=== PROVIDED MATERIAL ===

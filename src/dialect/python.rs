// Copyright (c) 2025 Hemashushu <hippospark@gmail.com>, All rights reserved.
//
// This Source Code Form is subject to the terms of
// the Mozilla Public License version 2.0 and additional exceptions.
// For more details, see the LICENSE, LICENSE.additional, and CONTRIBUTING files.

// The Python `re` dialect.
//
// A pattern may start with the raw string prefix `r"` (or `r'`, `R"`, `R'`),
// which becomes a marker token, and then with an inline flags group
// such as `(?im)`, which becomes a regular token.
//
// group headers:
//
// - (?:        non-capturing group
// - (?= (?!    lookahead
// - (?<= (?<!  lookbehind
// - (?<name>  (?P<name>
//              named capturing group
// - (?P=name)  named back reference, the whole group is one token
//
// quantifiers take an optional lazy suffix `?`, e.g. `a*?`.
//
// escape sequences with an argument:
//
// - \xHH        up to 2 hex digits
// - \uHHHH      exactly 4 hex digits
// - \UHHHHHHHH  exactly 8 hex digits
// - \N{name}    unicode character name
// - \g<name>    named group reference

use crate::{
    explain::{
        escape_argument, escape_hex_digits, escaped_char, explain_backreference,
        explain_charset, explain_escaped_literal, explain_flags, explain_group_header,
        explain_literal, explain_metachar, explain_named_group, explain_quantifier,
        explain_repetition, QuantifierStyle,
    },
    lexer::Lexer,
    scanner::find_closing_paren,
    token::Token,
};

const GROUP_HEADERS: [&str; 5] = ["(?:", "(?=", "(?!", "(?<=", "(?<!"];
const NAMED_GROUP_PREFIXES: [&str; 2] = ["(?P<", "(?<"];

const FLAG_LETTERS: &[u8] = b"aiLmsux";
const RAW_STRING_PREFIXES: [&str; 4] = ["r\"", "r'", "R\"", "R'"];

pub fn tokenize(pattern: &str) -> Vec<Token<'_>> {
    let mut lexer = Lexer::new(pattern);

    if RAW_STRING_PREFIXES
        .iter()
        .any(|prefix| lexer.starts_with(prefix))
    {
        log::debug!("raw string prefix \"{}\"", &pattern[..2]);
        lexer.push_marker(2);
    }

    lex_inline_flags(&mut lexer);

    while let Some(current) = lexer.peek_byte(0) {
        match current {
            b'[' => lexer.lex_charset(),
            b'\\' if lexer.peek_byte(1).is_some() => lex_escaping(&mut lexer),
            b'{' => lexer.lex_repetition(),
            b'*' | b'+' | b'?' => lexer.lex_quantifier(Some(b'?')),
            b'(' => lex_group_header(&mut lexer),
            b')' | b'|' | b'^' | b'$' | b'.' => lexer.push_span(1),
            _ => lexer.push_literal_char(),
        }
    }

    lexer.finish()
}

fn lex_inline_flags(lexer: &mut Lexer) {
    // (?aiLmsux)  //
    // ^        ^__// close
    // |___________// current char

    if !lexer.starts_with("(?") {
        return;
    }

    let start = lexer.index();
    let Some(close) = find_closing_paren(lexer.source(), start) else {
        return;
    };

    let letters = &lexer.source().as_bytes()[start + 2..close];
    if !letters.is_empty() && letters.iter().all(|b| FLAG_LETTERS.contains(b)) {
        lexer.push_until_included(close);
    }
}

fn lex_escaping(lexer: &mut Lexer) {
    match lexer.peek_byte(1) {
        Some(b'x') if lexer.peek_byte(2).is_some() => {
            // \xH or \xHH
            let digits = lexer.count_hex_digits(2, 2);
            lexer.push_span(2 + digits);
        }
        Some(b'u') if lexer.count_hex_digits(2, 4) == 4 => lexer.push_span(6),
        Some(b'U') if lexer.count_hex_digits(2, 8) == 8 => lexer.push_span(10),
        Some(b'N') => lexer.lex_escaping_with_delimiters(b'{', b'}'),
        Some(b'g') => lexer.lex_escaping_with_delimiters(b'<', b'>'),
        _ => lexer.lex_escaping(),
    }
}

fn lex_group_header(lexer: &mut Lexer) {
    if let Some(header) = GROUP_HEADERS
        .iter()
        .find(|header| lexer.starts_with(header))
    {
        lexer.push_span(header.len());
    } else if lexer.starts_with("(?<") {
        lexer.lex_named_group(3);
    } else if lexer.starts_with("(?P<") {
        lexer.lex_named_group(4);
    } else if lexer.starts_with("(?P=") {
        lex_named_backreference(lexer);
    } else {
        lexer.push_span(1);
    }
}

fn lex_named_backreference(lexer: &mut Lexer) {
    // (?P=name)?  //
    // ^        ^__// to here
    // |___________// current char, validated

    // the name can not contain escapes, the first `)` closes it
    let name_start = lexer.index() + 4;
    let close = lexer.source().as_bytes()[name_start..]
        .iter()
        .position(|b| *b == b')')
        .map(|offset| name_start + offset);

    match close {
        Some(end) => lexer.push_until_included(end),
        None => {
            log::trace!("incomplete named back reference at {}", lexer.index());
            lexer.push_span(1);
        }
    }
}

pub fn explain_marker(token: &str) -> Option<String> {
    RAW_STRING_PREFIXES
        .contains(&token)
        .then(|| "Raw string marker - backslashes are treated literally".to_owned())
}

pub fn explain(token: &str) -> String {
    if let Some(flags) = inline_flags(token) {
        return explain_flags(flags, describe_flag);
    }

    if let Some(description) = explain_metachar(token) {
        return description.to_owned();
    }

    if token == "." {
        return "Matches any single character except newline".to_owned();
    }

    if let Some(description) = explain_quantifier(token, QuantifierStyle::Lazy) {
        return description;
    }

    if let Some(description) = explain_group_header(token, &GROUP_HEADERS) {
        return description.to_owned();
    }

    if let Some(description) = explain_named_group(token, &NAMED_GROUP_PREFIXES) {
        return description;
    }

    if let Some(name) = token
        .strip_prefix("(?P=")
        .and_then(|rest| rest.strip_suffix(')'))
    {
        return format!("Backreference to the named group '{}'", name);
    }

    if let Some(description) = explain_charset(token) {
        return description;
    }

    if token.starts_with('\\') {
        return explain_escaping(token);
    }

    if let Some(description) = explain_repetition(token) {
        return description;
    }

    explain_literal(token)
}

/// The letters of an inline flags group, e.g. `im` of `(?im)`.
fn inline_flags(token: &str) -> Option<&str> {
    token
        .strip_prefix("(?")
        .and_then(|rest| rest.strip_suffix(')'))
        .filter(|letters| {
            !letters.is_empty() && letters.bytes().all(|b| FLAG_LETTERS.contains(&b))
        })
}

fn describe_flag(flag: char) -> Option<&'static str> {
    let description = match flag {
        'a' => "ASCII-only matching",
        'i' => "Case-insensitive matching",
        'L' => "Locale-dependent matching",
        'm' => "Multi-line matching - ^ and $ match at line breaks",
        's' => "Dot matches all - the dot (.) matches any character including newline",
        'u' => "Unicode matching",
        'x' => "Verbose - whitespace and comments in pattern are ignored",
        _ => return None,
    };

    Some(description)
}

fn explain_escaping(token: &str) -> String {
    let Some(escaped) = escaped_char(token) else {
        return "Invalid escape sequence".to_owned();
    };

    let description = match escaped {
        'A' => "Matches only at the start of the string",
        'Z' => "Matches only at the end of the string",
        'd' => "Matches any decimal digit (0-9)",
        'D' => "Matches any non-digit character",
        's' => "Matches any whitespace character (space, tab, newline, etc.)",
        'S' => "Matches any non-whitespace character",
        'w' => "Matches any alphanumeric character (including underscore)",
        'W' => "Matches any non-alphanumeric character",
        'b' => "Matches a word boundary",
        'B' => "Matches a non-word boundary",
        'n' => "Matches a newline character",
        't' => "Matches a tab character",
        'r' => "Matches a carriage return character",
        'f' => "Matches a form feed character",
        'v' => "Matches a vertical tab character",
        'a' => "Matches a bell (BEL) character",
        'g' => {
            return match escape_argument(token, b'<', b'>') {
                Some(name) => format!("Backreference to the named group '{}'", name),
                None => "Invalid named backreference".to_owned(),
            }
        }
        'x' => {
            return match escape_hex_digits(token, 2) {
                Some(digits) => format!("Matches the character with hex code {}", digits),
                None => "Invalid hexadecimal escape sequence".to_owned(),
            }
        }
        'u' => {
            return match escape_hex_digits(token, 4) {
                Some(digits) => format!("Matches the Unicode character U+{}", digits),
                None => "Invalid Unicode escape sequence".to_owned(),
            }
        }
        'U' => {
            return match escape_hex_digits(token, 8) {
                Some(digits) => format!("Matches the Unicode character U+{}", digits),
                None => "Invalid extended Unicode escape sequence".to_owned(),
            }
        }
        'N' => {
            return match escape_argument(token, b'{', b'}').filter(|name| !name.is_empty()) {
                Some(name) => format!("Matches the Unicode character named '{}'", name),
                None => "Invalid Unicode name escape sequence".to_owned(),
            }
        }
        _ => {
            return explain_backreference(escaped)
                .unwrap_or_else(|| explain_escaped_literal(escaped))
        }
    };

    description.to_owned()
}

===

__EXERCISE REQUIREMENTS__. Over the whole listing above, give the number of lines in which "format" occurs, and no other words.

__SOLUTION FOR THIS PROBLEM__. 6